A música de rebuznos, contrapunto de varapalos
Redes comunitarias y conocimiento en red. Estos son los dos ejes que articulan actualmente las principales líneas de investigación sobre qué hacemos y cómo en Internet. Tras los previsibles años de perplejidad ante el expeditivo crecimiento de la Red, los centros de investigación (curiosamente: la mayoría de ellos privados, poco es lo que todavía están produciendo las universidades, incluyendo a las norteamericanas) comienzan a tomarle el pulso a las redes. Y el primer "descubrimiento" que ponen sobre la mesa los investigadores es que las redes de ordenadores son redes sociales, son instituciones sociales que no deberían estudiarse aisladas de nuestras vidas cotidianas. Han tardado en llegar a esta conclusión (nosotros lo veníamos planteando en en.red.ando desde el principio), pero más vale tarde que nunca. Ahora bien, aceptar que estamos creando e integrando estas nuevas instituciones sociales a nuestras vidas (personales, colectivas, profesionales, empresariales, organizativas, urbanas, administrativas, ociosas) supone aceptar también las enormes implicaciones de un cambio de esta naturaleza.
Ni cuando se inventó el teléfono, ni hoy, decimos de este aparato fundamental de comunicación que se ha convertido en una institución social, que haya creado sociedad alrededor de su uso. Lo mismo podemos decir de muchas de las tecnologías que, a veces, con bastante manga ancha, se las mete en el saco de las Tecnologías de la Información y la Comunicación. De hecho, durante mucho tiempo el ordenador ocupó ese lugar particular asignado a las tecnologías que se incorporan progresivamente a procesos productivos. La relación determinante era la interacción humano-ordenador (HCI en sus siglas en inglés y que está en la base de toda la investigación sobre interfaces). A medidas que los ordenadores comenzaron a estar conectados entre sí desde finales de los 60, después con la llegada del correo-e, más tarde con Internet y, finalmente, la web, ahora estar "conectado" es estar conectado con gente, ya sean amigos, familiares, empresas, organizaciones, fundaciones, administraciones públicas, etc. Es lo que Eudald Carbonell, catedrático de Prehistoria y co-director del yacimiento arqueológico de Atapuerca (Burgos), señalaría como el inicio de la socialización de los ordenadores.
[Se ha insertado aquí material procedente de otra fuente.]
//! Positioned text awaiting output.

use crate::fonts::metrics::FontMetrics;
use crate::geometry::Rect;

/// One line of text drawn at a baseline.
#[derive(Debug, Clone, PartialEq)]
pub struct TextOp {
    /// Standard 14 font name
    pub font: &'static str,
    /// Font size in points
    pub size: f32,
    /// Packed `0xRRGGBB` color
    pub color: u32,
    /// Left edge in page points
    pub x: f32,
    /// Baseline in page points (top-left origin)
    pub baseline: f32,
    /// Text of the line
    pub text: String,
}

impl TextOp {
    /// Approximate ink box of the line.
    pub fn bbox(&self) -> Rect {
        let metrics = FontMetrics::by_name(self.font).unwrap_or_else(FontMetrics::helvetica);
        let width = metrics.text_width(&self.text, self.size);
        Rect::new(
            self.x,
            self.baseline - metrics.ascender * self.size / 1000.0,
            self.x + width,
            self.baseline - metrics.descender * self.size / 1000.0,
        )
    }
}

/// Text placed on one output page.
#[derive(Debug, Clone, PartialEq)]
pub struct PageCanvas {
    /// Page width in points
    pub width: f32,
    /// Page height in points
    pub height: f32,
    ops: Vec<TextOp>,
}

impl PageCanvas {
    /// An empty canvas.
    pub fn new(width: f32, height: f32) -> Self {
        Self {
            width,
            height,
            ops: Vec::new(),
        }
    }

    /// Add a line.
    pub fn push(&mut self, op: TextOp) {
        self.ops.push(op);
    }

    /// Lines in drawing order.
    pub fn ops(&self) -> &[TextOp] {
        &self.ops
    }

    /// Number of lines.
    pub fn len(&self) -> usize {
        self.ops.len()
    }

    /// Whether nothing was placed.
    pub fn is_empty(&self) -> bool {
        self.ops.is_empty()
    }

    /// Fonts used, in first-use order.
    pub fn fonts(&self) -> Vec<&'static str> {
        let mut fonts: Vec<&'static str> = Vec::new();
        for op in &self.ops {
            if !fonts.contains(&op.font) {
                fonts.push(op.font);
            }
        }
        fonts
    }

    /// All placed text, one line per op.
    pub fn text(&self) -> String {
        self.ops.iter().map(|op| op.text.as_str()).collect::<Vec<_>>().join("\n")
    }
}

#[cfg(test)]
mod tests {
    use super::*;

    fn op(font: &'static str, text: &str) -> TextOp {
        TextOp {
            font,
            size: 10.0,
            color: 0,
            x: 10.0,
            baseline: 20.0,
            text: text.to_string(),
        }
    }

    #[test]
    fn test_fonts_in_first_use_order() {
        let mut canvas = PageCanvas::new(100.0, 100.0);
        canvas.push(op("Times-Roman", "a"));
        canvas.push(op("Helvetica", "b"));
        canvas.push(op("Times-Roman", "c"));
        assert_eq!(canvas.fonts(), vec!["Times-Roman", "Helvetica"]);
        assert_eq!(canvas.text(), "a\nb\nc");
    }

    #[test]
    fn test_op_bbox() {
        let bbox = op("Courier", "abcd").bbox();
        assert!((bbox.width() - 24.0).abs() < 1e-3);
        assert!(bbox.y0 < 20.0 && bbox.y1 > 20.0);
    }
}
Su incorporación a la vida cotidiana ya no lo es tanto como una tecnología más, sino como un soporte esencial para reproducir y moldear esa vida cotidiana.
Es curioso que, en los últimos años, y cada vez con mayor intensidad, una gran parte de las conferencias o seminarios sobre las redes derivan indefectiblemente, como debe ser, hacia cómo y para qué la gente usa los ordenadores (en vez de cuántos millones voy a ganar gracias a que la gente usa ordenadores). Al principio, esta discusión se centraba sobre todo en la máquina y el uso que se hacía de ésta. Aunque supuestamente se enfocaba hacia la interacción humana, en realidad la atención estaba centrada en la típica interacción humano-ordenador (HCI). Ahora, por fin, comenzamos a preocuparnos cada vez más sobre cómo dos personas -o grupos de personas u organizaciones- se relacionan a través de la Red, qué hacen, qué intercambian, qué producen, qué modifican, qué crean de nuevo. Lo que en realidad tratamos de averiguar es cómo funcionan sistemas grandes de ordenadores interconectados, en particular Internet, la red social más interconectada de todas.
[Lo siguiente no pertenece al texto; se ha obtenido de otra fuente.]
//! End-to-end tests of the text-replacement pipeline.

mod common;

use common::{hello_world, run, ImageBox, PdfFixture};
use pdf_retext::adaptation::AdaptError;
use pdf_retext::config::{BatchConfig, EngineConfig};
use pdf_retext::content::{interpret_page, PageScene};
use pdf_retext::placement::Placement;
use pdf_retext::rendering::{PageRenderer, Raster, Rasterizer};
use pdf_retext::{DocumentOutcome, Error, SourceDocument, TextReplacementEngine};
use std::sync::atomic::{AtomicUsize, Ordering};
use std::sync::Mutex;
use std::time::Duration;

fn quick_config() -> EngineConfig {
    EngineConfig::default().with_batch(BatchConfig::default().with_batch_delay(Duration::ZERO))
}

/// Page texts of a produced document, one string per block.
fn produced_texts<A: pdf_retext::Adapter>(engine: &TextReplacementEngine<A>, pdf: &[u8]) -> Vec<Vec<String>> {
    let produced = SourceDocument::from_bytes(pdf).unwrap();
    engine
        .extract(&produced)
        .pages
        .iter()
        .map(|p| p.blocks.iter().map(|b| b.text()).collect())
        .collect()
}

fn replace_with(answer: &'static str) -> impl Fn(&[String], &str) -> Result<Vec<String>, AdaptError> + Send + Sync {
    move |texts: &[String], _profile: &str| Ok(texts.iter().map(|_| answer.to_string()).collect())
}

mod scenarios {
    use super::*;

    #[test]
    fn test_hello_world_is_replaced_in_place() {
        let source = SourceDocument::from_bytes(&hello_world()).unwrap();
        let seen = Mutex::new(Vec::new());
        let adapter = |texts: &[String], profile: &str| -> Result<Vec<String>, AdaptError> {
            seen.lock().unwrap().push((texts.to_vec(), profile.to_string()));
            Ok(vec!["Hi there".to_string(); texts.len()])
        };
        let engine = TextReplacementEngine::with_config(adapter, quick_config());
        let processed = engine.process(&source, "dyslexia", None).unwrap();

        assert_eq!(
            *seen.lock().unwrap(),
            vec![(vec!["Hello World".to_string()], "dyslexia".to_string())]
        );
        assert_eq!(processed.report.outcome, DocumentOutcome::Adapted);

        let original_block = processed.document.pages[0].blocks[0].clone();
        let background = processed.document.pages[0].background.as_ref().unwrap();
        assert_eq!(background.erased_count(), 1);

        // the erased box is plain paper
        let (x0, y0, x1, y1) = background.raster.pixel_bounds(&original_block.bbox).unwrap();
        for y in y0..y1 {
            for x in x0..x1 {
                assert_eq!(background.raster.image.get_pixel(x, y).0, [255, 255, 255]);
            }
        }

        // the produced document carries only the new text, near the old box
        let produced = SourceDocument::from_bytes(&processed.pdf).unwrap();
        assert_eq!(produced.page_count(), 1);
        let blocks = engine.extract(&produced).pages.remove(0).blocks;
        assert_eq!(blocks.len(), 1);
        assert_eq!(blocks[0].text(), "Hi there");
        assert!(blocks[0].bbox.intersects(&original_block.bbox.inflate(20.0)));
    }

    #[test]
    fn test_block_inside_image_is_untouched() {
        let bytes = PdfFixture::new()
            .page_with_images(
                vec![run("Caption", 100.0, 600.0, 12.0)],
                vec![ImageBox {
                    x: 50.0,
                    y: 500.0,
                    width: 300.0,
                    height: 200.0,
                    color: [200, 30, 30],
                }],
            )
            .build();
        let source = SourceDocument::from_bytes(&bytes).unwrap();
        let calls = AtomicUsize::new(0);
        let adapter = |texts: &[String], _: &str| -> Result<Vec<String>, AdaptError> {
            calls.fetch_add(1, Ordering::SeqCst);
            Ok(texts.to_vec())
        };
        let engine = TextReplacementEngine::with_config(adapter, quick_config());
        let processed = engine.process(&source, "esl", None).unwrap();

        let page = &processed.document.pages[0];
        assert_eq!(page.blocks.len(), 1);
        assert!(page.blocks[0].is_in_image);
        assert_eq!(calls.load(Ordering::SeqCst), 0);
        assert!(processed.adaptations.is_empty());
        assert_eq!(processed.report.pages[0].in_image, 1);
        assert_eq!(processed.report.pages[0].erased, 0);
        assert!(processed.report.pages[0].placements.is_empty());

        // the background is exactly the original rendering
        let scene = interpret_page(&source, source.page(0).unwrap()).unwrap();
        let scale = engine.config().render.scale();
        let pristine = PageRenderer::new().without_text().render(&scene, scale).unwrap();
        assert_eq!(page.background.as_ref().unwrap().raster, pristine);

        // the caption is still real text in the produced page
        assert_eq!(produced_texts(&engine, &processed.pdf), vec![vec!["Caption".to_string()]]);
    }

    #[test]
    fn test_caption_in_image_survives_next_to_replaced_text() {
        let bytes = PdfFixture::new()
            .page_with_images(
                vec![
                    run("Caption", 100.0, 600.0, 12.0),
                    run("Plants make food from sunlight", 72.0, 300.0, 12.0),
                ],
                vec![ImageBox {
                    x: 50.0,
                    y: 500.0,
                    width: 300.0,
                    height: 200.0,
                    color: [200, 30, 30],
                }],
            )
            .build();
        let source = SourceDocument::from_bytes(&bytes).unwrap();
        let engine = TextReplacementEngine::with_config(replace_with("Plants use light"), quick_config());
        let processed = engine.process(&source, "esl", None).unwrap();

        let report = &processed.report.pages[0];
        assert_eq!((report.in_image, report.erased), (1, 1));
        assert_eq!(processed.adaptations.len(), 1);

        let texts = produced_texts(&engine, &processed.pdf).remove(0);
        assert!(texts.contains(&"Caption".to_string()), "{:?}", texts);
        assert!(texts.contains(&"Plants use light".to_string()), "{:?}", texts);

        // the caption keeps its place over the image
        let produced = SourceDocument::from_bytes(&processed.pdf).unwrap();
        let caption = engine
            .extract(&produced)
            .pages
            .remove(0)
            .blocks
            .into_iter()
            .find(|b| b.text() == "Caption")
            .unwrap();
        let original = processed.document.pages[0]
            .blocks
            .iter()
            .find(|b| b.is_in_image)
            .unwrap();
        assert!((caption.bbox.x0 - original.bbox.x0).abs() < 1.0);
        assert!((caption.bbox.y1 - original.bbox.y1).abs() < 4.0);
    }

    #[test]
    fn test_long_text_falls_through_to_manual_wrap() {
        let bytes = PdfFixture::new()
            .sized_page(200.0, 100.0, vec![run("Hello World", 20.0, 20.0, 14.0)], Vec::new())
            .build();
        let source = SourceDocument::from_bytes(&bytes).unwrap();
        let long = "word ".repeat(120);
        let adapter = move |texts: &[String], _: &str| -> Result<Vec<String>, AdaptError> {
            Ok(vec![long.clone(); texts.len()])
        };
        let engine = TextReplacementEngine::with_config(adapter, quick_config());
        let processed = engine.process(&source, "esl", None).unwrap();

        let placements = &processed.report.pages[0].placements;
        assert_eq!(placements.len(), 1);
        match placements[0].1 {
            Placement::ManualWrap { lines, truncated } => {
                assert!(lines > 1);
                assert!(truncated);
            },
            other => panic!("expected manual wrap, got {:?}", other),
        }

        // no produced line starts below the page plus one wrapped line
        let produced = SourceDocument::from_bytes(&processed.pdf).unwrap();
        let blocks = engine.extract(&produced).pages.remove(0).blocks;
        assert!(!blocks.is_empty());
        for block in &blocks {
            for line in &block.lines {
                assert!(line.bbox.y0 < 100.0 + 14.0 * 1.2);
            }
        }
    }
}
Lo cual no quita que todavía persista un extendida visión sobre Internet en cuanto una especie de prótesis que nos ayuda a caminar en determinadas circunstancias, en vez de considerarla como una red social en la que estamos integrados y, a la vez, forma parte del tejido de la vida cotidiana. Esta es una de las razones por las que, cuando analizamos acontecimientos de diversa naturaleza (desde los específico en la creación de pobreza a partir de decisiones políticas y económicas que se toman ahora, hasta las actitudes ante esas decisiones, desde la forma de organizar el ocio hasta las oleadas de modas que nos invaden), a veces, sólo a veces, se "incluye en el temario" el capítulo Internet, más como una excrecencia folklórica colateral que como una parcela integrada en el proceso social que promueve, rechaza, o metaboliza de distintas maneras, aquellas decisiones.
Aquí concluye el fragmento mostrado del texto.